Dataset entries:
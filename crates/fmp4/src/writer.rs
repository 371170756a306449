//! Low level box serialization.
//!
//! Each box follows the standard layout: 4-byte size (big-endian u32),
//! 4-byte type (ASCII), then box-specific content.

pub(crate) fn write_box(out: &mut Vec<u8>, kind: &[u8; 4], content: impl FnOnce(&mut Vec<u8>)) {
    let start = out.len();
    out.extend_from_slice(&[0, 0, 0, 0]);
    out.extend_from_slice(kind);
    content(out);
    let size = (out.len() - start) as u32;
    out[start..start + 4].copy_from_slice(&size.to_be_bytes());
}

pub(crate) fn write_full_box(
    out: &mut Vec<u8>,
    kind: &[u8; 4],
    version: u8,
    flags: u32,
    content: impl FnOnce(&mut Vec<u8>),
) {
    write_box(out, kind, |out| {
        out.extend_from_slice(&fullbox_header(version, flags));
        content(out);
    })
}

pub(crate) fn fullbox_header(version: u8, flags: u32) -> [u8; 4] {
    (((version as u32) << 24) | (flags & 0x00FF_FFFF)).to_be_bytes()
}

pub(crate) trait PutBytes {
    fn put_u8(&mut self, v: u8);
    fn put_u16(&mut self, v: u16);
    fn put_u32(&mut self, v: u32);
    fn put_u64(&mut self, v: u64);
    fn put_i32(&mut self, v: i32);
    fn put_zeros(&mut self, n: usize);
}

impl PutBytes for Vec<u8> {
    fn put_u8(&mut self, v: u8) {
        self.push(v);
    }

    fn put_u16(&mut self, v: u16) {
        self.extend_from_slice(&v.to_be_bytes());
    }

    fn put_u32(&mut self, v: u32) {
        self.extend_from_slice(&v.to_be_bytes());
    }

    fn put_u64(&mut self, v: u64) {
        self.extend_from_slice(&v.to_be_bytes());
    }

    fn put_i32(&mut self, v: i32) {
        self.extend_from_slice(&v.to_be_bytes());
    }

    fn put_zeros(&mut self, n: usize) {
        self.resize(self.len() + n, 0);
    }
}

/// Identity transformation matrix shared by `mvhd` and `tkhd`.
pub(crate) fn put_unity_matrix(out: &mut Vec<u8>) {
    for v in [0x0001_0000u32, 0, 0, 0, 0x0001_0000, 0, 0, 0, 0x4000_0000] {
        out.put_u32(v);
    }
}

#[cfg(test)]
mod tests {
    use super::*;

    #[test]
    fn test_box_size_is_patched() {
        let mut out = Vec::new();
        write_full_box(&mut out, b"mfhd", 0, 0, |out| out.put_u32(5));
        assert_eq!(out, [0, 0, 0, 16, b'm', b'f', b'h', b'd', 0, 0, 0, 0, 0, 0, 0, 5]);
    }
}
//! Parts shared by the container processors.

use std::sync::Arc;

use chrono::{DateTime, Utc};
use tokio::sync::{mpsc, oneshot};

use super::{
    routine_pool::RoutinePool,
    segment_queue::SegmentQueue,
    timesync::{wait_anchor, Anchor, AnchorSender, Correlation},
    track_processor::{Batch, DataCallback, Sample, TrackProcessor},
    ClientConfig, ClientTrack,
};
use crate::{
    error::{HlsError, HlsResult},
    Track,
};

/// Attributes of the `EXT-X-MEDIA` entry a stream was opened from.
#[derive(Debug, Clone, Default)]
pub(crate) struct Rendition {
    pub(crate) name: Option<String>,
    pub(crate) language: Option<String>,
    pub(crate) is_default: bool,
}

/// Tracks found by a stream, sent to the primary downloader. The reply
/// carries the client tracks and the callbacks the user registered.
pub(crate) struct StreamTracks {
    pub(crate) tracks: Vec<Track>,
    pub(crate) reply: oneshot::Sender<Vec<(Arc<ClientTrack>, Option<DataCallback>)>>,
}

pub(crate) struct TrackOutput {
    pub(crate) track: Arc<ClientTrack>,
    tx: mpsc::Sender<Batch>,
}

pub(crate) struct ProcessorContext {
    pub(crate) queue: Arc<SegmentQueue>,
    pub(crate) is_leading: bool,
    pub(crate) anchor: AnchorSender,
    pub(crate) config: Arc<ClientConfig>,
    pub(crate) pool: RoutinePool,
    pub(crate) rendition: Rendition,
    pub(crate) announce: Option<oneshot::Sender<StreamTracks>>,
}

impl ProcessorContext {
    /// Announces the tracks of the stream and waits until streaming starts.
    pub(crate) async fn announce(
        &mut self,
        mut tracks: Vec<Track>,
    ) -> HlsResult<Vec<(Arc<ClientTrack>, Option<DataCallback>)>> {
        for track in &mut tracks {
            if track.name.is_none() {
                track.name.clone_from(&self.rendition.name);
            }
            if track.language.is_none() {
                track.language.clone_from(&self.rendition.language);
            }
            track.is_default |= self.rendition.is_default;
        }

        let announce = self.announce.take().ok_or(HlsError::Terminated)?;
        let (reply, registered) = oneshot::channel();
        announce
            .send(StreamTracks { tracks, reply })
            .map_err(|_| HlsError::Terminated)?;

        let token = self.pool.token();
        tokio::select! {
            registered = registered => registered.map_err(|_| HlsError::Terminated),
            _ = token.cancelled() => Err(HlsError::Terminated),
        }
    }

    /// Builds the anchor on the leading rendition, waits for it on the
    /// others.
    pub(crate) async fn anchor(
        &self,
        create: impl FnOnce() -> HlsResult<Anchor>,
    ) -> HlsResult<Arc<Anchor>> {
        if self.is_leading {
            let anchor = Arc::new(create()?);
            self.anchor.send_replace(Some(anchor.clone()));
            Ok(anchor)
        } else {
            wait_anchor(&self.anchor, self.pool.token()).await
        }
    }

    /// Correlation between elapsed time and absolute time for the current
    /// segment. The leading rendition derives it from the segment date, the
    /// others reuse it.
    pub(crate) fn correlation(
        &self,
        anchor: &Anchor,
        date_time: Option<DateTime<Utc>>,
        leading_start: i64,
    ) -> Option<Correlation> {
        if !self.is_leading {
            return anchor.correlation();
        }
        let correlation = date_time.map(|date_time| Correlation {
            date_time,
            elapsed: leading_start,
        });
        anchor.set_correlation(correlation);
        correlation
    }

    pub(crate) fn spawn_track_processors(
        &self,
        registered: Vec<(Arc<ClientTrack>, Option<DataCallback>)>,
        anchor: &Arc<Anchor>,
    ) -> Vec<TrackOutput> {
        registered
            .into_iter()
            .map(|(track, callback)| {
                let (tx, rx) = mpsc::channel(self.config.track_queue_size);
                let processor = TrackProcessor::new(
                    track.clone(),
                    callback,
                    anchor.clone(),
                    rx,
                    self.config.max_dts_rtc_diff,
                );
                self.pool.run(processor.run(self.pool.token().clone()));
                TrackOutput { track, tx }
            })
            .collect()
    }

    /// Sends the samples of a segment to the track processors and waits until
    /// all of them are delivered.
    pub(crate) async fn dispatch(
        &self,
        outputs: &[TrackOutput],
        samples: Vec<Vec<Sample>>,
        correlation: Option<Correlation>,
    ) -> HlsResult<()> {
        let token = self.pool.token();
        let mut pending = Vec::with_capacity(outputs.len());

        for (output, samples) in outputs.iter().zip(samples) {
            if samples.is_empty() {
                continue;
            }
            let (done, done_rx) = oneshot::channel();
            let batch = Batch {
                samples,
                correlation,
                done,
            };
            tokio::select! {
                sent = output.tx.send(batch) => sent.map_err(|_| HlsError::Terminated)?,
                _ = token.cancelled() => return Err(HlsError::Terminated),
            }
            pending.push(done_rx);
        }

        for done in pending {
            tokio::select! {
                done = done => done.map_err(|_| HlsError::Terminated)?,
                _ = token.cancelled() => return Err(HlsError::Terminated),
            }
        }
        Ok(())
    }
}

**Task details:** Set down all of the entries again, keeping every line exactly as it is.

**Response:**
filename crates/fmp4/src/writer.rs
repository 371170756a306449
//! Low level box serialization.
//!
//! Each box follows the standard layout: 4-byte size (big-endian u32),
//! 4-byte type (ASCII), then box-specific content.

pub(crate) fn write_box(out: &mut Vec<u8>, kind: &[u8; 4], content: impl FnOnce(&mut Vec<u8>)) {
    let start = out.len();
    out.extend_from_slice(&[0, 0, 0, 0]);
    out.extend_from_slice(kind);
    content(out);
    let size = (out.len() - start) as u32;
    out[start..start + 4].copy_from_slice(&size.to_be_bytes());
}

pub(crate) fn write_full_box(
    out: &mut Vec<u8>,
    kind: &[u8; 4],
    version: u8,
    flags: u32,
    content: impl FnOnce(&mut Vec<u8>),
) {
    write_box(out, kind, |out| {
        out.extend_from_slice(&fullbox_header(version, flags));
        content(out);
    })
}

pub(crate) fn fullbox_header(version: u8, flags: u32) -> [u8; 4] {
    (((version as u32) << 24) | (flags & 0x00FF_FFFF)).to_be_bytes()
}

pub(crate) trait PutBytes {
    fn put_u8(&mut self, v: u8);
    fn put_u16(&mut self, v: u16);
    fn put_u32(&mut self, v: u32);
    fn put_u64(&mut self, v: u64);
    fn put_i32(&mut self, v: i32);
    fn put_zeros(&mut self, n: usize);
}

impl PutBytes for Vec<u8> {
    fn put_u8(&mut self, v: u8) {
        self.push(v);
    }

    fn put_u16(&mut self, v: u16) {
        self.extend_from_slice(&v.to_be_bytes());
    }

    fn put_u32(&mut self, v: u32) {
        self.extend_from_slice(&v.to_be_bytes());
    }

    fn put_u64(&mut self, v: u64) {
        self.extend_from_slice(&v.to_be_bytes());
    }

    fn put_i32(&mut self, v: i32) {
        self.extend_from_slice(&v.to_be_bytes());
    }

    fn put_zeros(&mut self, n: usize) {
        self.resize(self.len() + n, 0);
    }
}

/// Identity transformation matrix shared by `mvhd` and `tkhd`.
pub(crate) fn put_unity_matrix(out: &mut Vec<u8>) {
    for v in [0x0001_0000u32, 0, 0, 0, 0x0001_0000, 0, 0, 0, 0x4000_0000] {
        out.put_u32(v);
    }
}

#[cfg(test)]
mod tests {
    use super::*;

    #[test]
    fn test_box_size_is_patched() {
        let mut out = Vec::new();
        write_full_box(&mut out, b"mfhd", 0, 0, |out| out.put_u32(5));
        assert_eq!(out, [0, 0, 0, 16, b'm', b'f', b'h', b'd', 0, 0, 0, 0, 0, 0, 0, 5]);
    }
}
//! Parts shared by the container processors.

use std::sync::Arc;

use chrono::{DateTime, Utc};
use tokio::sync::{mpsc, oneshot};

use super::{
    routine_pool::RoutinePool,
    segment_queue::SegmentQueue,
    timesync::{wait_anchor, Anchor, AnchorSender, Correlation},
    track_processor::{Batch, DataCallback, Sample, TrackProcessor},
    ClientConfig, ClientTrack,
};
use crate::{
    error::{HlsError, HlsResult},
    Track,
};

/// Attributes of the `EXT-X-MEDIA` entry a stream was opened from.
#[derive(Debug, Clone, Default)]
pub(crate) struct Rendition {
    pub(crate) name: Option<String>,
    pub(crate) language: Option<String>,
    pub(crate) is_default: bool,
}

/// Tracks found by a stream, sent to the primary downloader. The reply
/// carries the client tracks and the callbacks the user registered.
pub(crate) struct StreamTracks {
    pub(crate) tracks: Vec<Track>,
    pub(crate) reply: oneshot::Sender<Vec<(Arc<ClientTrack>, Option<DataCallback>)>>,
}

pub(crate) struct TrackOutput {
    pub(crate) track: Arc<ClientTrack>,
    tx: mpsc::Sender<Batch>,
}

pub(crate) struct ProcessorContext {
    pub(crate) queue: Arc<SegmentQueue>,
    pub(crate) is_leading: bool,
    pub(crate) anchor: AnchorSender,
    pub(crate) config: Arc<ClientConfig>,
    pub(crate) pool: RoutinePool,
    pub(crate) rendition: Rendition,
    pub(crate) announce: Option<oneshot::Sender<StreamTracks>>,
}

impl ProcessorContext {
    /// Announces the tracks of the stream and waits until streaming starts.
    pub(crate) async fn announce(
        &mut self,
        mut tracks: Vec<Track>,
    ) -> HlsResult<Vec<(Arc<ClientTrack>, Option<DataCallback>)>> {
        for track in &mut tracks {
            if track.name.is_none() {
                track.name.clone_from(&self.rendition.name);
            }
            if track.language.is_none() {
                track.language.clone_from(&self.rendition.language);
            }
            track.is_default |= self.rendition.is_default;
        }

        let announce = self.announce.take().ok_or(HlsError::Terminated)?;
        let (reply, registered) = oneshot::channel();
        announce
            .send(StreamTracks { tracks, reply })
            .map_err(|_| HlsError::Terminated)?;

        let token = self.pool.token();
        tokio::select! {
            registered = registered => registered.map_err(|_| HlsError::Terminated),
            _ = token.cancelled() => Err(HlsError::Terminated),
        }
    }

    /// Builds the anchor on the leading rendition, waits for it on the
    /// others.
    pub(crate) async fn anchor(
        &self,
        create: impl FnOnce() -> HlsResult<Anchor>,
    ) -> HlsResult<Arc<Anchor>> {
        if self.is_leading {
            let anchor = Arc::new(create()?);
            self.anchor.send_replace(Some(anchor.clone()));
            Ok(anchor)
        } else {
            wait_anchor(&self.anchor, self.pool.token()).await
        }
    }

    /// Correlation between elapsed time and absolute time for the current
    /// segment. The leading rendition derives it from the segment date, the
    /// others reuse it.
    pub(crate) fn correlation(
        &self,
        anchor: &Anchor,
        date_time: Option<DateTime<Utc>>,
        leading_start: i64,
    ) -> Option<Correlation> {
        if !self.is_leading {
            return anchor.correlation();
        }
        let correlation = date_time.map(|date_time| Correlation {
            date_time,
            elapsed: leading_start,
        });
        anchor.set_correlation(correlation);
        correlation
    }

    pub(crate) fn spawn_track_processors(
        &self,
        registered: Vec<(Arc<ClientTrack>, Option<DataCallback>)>,
        anchor: &Arc<Anchor>,
    ) -> Vec<TrackOutput> {
        registered
            .into_iter()
            .map(|(track, callback)| {
                let (tx, rx) = mpsc::channel(self.config.track_queue_size);
                let processor = TrackProcessor::new(
                    track.clone(),
                    callback,
                    anchor.clone(),
                    rx,
                    self.config.max_dts_rtc_diff,
                );
                self.pool.run(processor.run(self.pool.token().clone()));
                TrackOutput { track, tx }
            })
            .collect()
    }

    /// Sends the samples of a segment to the track processors and waits until
    /// all of them are delivered.
    pub(crate) async fn dispatch(
        &self,
        outputs: &[TrackOutput],
        samples: Vec<Vec<Sample>>,
        correlation: Option<Correlation>,
    ) -> HlsResult<()> {
        let token = self.pool.token();
        let mut pending = Vec::with_capacity(outputs.len());

        for (output, samples) in outputs.iter().zip(samples) {
            if samples.is_empty() {
                continue;
            }
            let (done, done_rx) = oneshot::channel();
            let batch = Batch {
                samples,
                correlation,
                done,
            };
            tokio::select! {
                sent = output.tx.send(batch) => sent.map_err(|_| HlsError::Terminated)?,
                _ = token.cancelled() => return Err(HlsError::Terminated),
            }
            pending.push(done_rx);
        }

        for done in pending {
            tokio::select! {
                done = done => done.map_err(|_| HlsError::Terminated)?,
                _ = token.cancelled() => return Err(HlsError::Terminated),
            }
        }
        Ok(())
    }
}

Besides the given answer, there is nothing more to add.